» **Exercise**: Check each line of the records below and collect those holding "entry".

» **Exercise data**:
======
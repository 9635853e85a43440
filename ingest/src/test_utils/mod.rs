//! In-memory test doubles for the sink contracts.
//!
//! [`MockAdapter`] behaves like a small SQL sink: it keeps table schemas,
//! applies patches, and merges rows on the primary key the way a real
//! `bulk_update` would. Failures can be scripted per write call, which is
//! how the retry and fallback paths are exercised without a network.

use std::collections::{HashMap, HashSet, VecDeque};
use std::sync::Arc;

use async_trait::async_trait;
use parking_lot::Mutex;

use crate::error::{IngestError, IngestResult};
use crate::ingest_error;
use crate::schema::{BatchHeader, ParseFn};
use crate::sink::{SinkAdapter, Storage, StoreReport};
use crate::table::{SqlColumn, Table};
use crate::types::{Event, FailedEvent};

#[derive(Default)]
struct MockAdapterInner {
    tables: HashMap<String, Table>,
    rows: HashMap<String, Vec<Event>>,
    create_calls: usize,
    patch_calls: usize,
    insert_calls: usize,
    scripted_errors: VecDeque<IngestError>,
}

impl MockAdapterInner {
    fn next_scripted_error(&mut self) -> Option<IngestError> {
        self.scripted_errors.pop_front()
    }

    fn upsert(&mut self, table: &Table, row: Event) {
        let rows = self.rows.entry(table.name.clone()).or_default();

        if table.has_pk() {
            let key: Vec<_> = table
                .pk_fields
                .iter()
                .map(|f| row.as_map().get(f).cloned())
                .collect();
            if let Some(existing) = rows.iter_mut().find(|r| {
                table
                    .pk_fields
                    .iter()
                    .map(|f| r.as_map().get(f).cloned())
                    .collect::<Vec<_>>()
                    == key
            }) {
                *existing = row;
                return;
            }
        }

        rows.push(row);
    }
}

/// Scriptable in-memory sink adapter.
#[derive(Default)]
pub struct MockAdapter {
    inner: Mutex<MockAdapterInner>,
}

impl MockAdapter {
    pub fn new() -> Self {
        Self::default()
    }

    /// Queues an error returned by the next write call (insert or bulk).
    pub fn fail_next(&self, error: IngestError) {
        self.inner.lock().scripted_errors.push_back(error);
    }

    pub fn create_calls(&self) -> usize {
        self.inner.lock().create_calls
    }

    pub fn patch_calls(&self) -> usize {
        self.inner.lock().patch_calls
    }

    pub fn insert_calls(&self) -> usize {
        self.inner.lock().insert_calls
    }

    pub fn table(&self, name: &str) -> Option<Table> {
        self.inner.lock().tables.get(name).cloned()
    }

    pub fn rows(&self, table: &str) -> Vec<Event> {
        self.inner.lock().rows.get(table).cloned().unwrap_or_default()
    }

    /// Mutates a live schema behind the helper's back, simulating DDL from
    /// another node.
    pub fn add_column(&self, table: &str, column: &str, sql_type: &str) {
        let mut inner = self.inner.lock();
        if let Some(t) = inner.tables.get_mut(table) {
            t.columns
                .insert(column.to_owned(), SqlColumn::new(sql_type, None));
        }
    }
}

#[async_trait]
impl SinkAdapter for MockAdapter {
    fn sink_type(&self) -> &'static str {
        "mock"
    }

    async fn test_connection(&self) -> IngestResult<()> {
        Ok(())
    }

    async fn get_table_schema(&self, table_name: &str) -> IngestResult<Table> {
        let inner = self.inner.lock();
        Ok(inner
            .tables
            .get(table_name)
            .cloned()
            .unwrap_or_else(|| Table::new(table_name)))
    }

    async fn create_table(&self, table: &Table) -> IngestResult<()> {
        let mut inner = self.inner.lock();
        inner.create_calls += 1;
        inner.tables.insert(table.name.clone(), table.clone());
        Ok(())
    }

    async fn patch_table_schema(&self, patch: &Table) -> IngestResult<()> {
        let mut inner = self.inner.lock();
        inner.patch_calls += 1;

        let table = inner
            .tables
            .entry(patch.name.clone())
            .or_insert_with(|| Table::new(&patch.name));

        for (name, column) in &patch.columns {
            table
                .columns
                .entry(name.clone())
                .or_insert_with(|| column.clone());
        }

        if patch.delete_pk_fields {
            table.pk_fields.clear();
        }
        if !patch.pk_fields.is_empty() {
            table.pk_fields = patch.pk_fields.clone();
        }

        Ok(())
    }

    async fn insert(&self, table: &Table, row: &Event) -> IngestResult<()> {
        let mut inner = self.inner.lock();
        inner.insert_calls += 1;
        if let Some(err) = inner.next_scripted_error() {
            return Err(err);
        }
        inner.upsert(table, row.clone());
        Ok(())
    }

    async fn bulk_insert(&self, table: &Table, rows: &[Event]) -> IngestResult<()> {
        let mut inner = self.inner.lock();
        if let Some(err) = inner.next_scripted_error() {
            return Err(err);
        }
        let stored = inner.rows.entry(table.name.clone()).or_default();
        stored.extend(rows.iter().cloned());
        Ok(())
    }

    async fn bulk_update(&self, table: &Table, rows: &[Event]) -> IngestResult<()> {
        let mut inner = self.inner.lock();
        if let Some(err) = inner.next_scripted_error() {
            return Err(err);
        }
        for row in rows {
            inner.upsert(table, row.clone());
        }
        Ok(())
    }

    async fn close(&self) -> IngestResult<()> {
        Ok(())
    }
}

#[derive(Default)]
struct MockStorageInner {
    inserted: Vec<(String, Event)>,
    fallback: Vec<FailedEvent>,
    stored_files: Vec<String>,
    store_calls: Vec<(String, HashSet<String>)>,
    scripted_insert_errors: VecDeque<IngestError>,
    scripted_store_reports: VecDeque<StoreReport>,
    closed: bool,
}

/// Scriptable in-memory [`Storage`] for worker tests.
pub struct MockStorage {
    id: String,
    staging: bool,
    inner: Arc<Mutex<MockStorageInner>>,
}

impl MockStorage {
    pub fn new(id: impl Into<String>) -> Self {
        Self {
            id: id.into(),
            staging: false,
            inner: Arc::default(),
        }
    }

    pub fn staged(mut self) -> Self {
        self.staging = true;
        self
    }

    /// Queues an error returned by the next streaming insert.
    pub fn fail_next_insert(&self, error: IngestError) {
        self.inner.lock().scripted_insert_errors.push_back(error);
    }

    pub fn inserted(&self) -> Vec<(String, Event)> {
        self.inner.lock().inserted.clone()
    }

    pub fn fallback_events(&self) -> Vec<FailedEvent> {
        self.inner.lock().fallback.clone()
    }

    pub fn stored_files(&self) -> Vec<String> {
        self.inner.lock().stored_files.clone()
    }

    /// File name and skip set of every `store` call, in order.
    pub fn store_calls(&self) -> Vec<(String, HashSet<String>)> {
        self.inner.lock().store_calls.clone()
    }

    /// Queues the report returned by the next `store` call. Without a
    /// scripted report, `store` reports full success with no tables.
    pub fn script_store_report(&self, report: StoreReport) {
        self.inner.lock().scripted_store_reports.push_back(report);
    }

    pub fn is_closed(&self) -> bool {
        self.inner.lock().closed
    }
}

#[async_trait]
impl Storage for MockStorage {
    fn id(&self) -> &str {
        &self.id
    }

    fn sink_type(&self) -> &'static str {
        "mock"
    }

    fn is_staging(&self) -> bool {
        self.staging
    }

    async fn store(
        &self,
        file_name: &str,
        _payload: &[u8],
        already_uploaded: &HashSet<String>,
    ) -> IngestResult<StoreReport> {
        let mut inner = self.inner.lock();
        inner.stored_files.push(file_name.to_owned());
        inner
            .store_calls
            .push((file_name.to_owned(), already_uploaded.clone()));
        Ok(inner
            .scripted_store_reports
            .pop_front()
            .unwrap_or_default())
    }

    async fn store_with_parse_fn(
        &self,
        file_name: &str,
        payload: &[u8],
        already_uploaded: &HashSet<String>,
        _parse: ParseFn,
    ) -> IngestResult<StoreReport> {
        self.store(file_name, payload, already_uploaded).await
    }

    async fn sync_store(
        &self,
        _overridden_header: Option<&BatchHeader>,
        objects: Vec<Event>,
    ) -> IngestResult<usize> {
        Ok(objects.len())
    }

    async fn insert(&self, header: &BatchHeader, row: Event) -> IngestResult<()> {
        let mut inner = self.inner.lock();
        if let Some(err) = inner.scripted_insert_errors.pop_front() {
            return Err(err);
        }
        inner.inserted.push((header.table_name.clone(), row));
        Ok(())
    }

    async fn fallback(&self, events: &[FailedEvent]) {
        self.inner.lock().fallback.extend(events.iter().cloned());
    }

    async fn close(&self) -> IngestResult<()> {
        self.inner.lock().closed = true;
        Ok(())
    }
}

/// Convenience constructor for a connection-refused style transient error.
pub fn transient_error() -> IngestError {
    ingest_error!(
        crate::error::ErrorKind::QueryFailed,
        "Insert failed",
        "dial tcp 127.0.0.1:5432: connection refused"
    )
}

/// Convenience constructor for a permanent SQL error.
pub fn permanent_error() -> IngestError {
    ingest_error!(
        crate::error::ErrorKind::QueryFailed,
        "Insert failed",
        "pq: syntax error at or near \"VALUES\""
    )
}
======
» **Task answer**:
        let rows = self.rows.entry(table.name.clone()).or_default();
            .entry(patch.name.clone())
                .entry(name.clone())
        let stored = inner.rows.entry(table.name.clone()).or_default();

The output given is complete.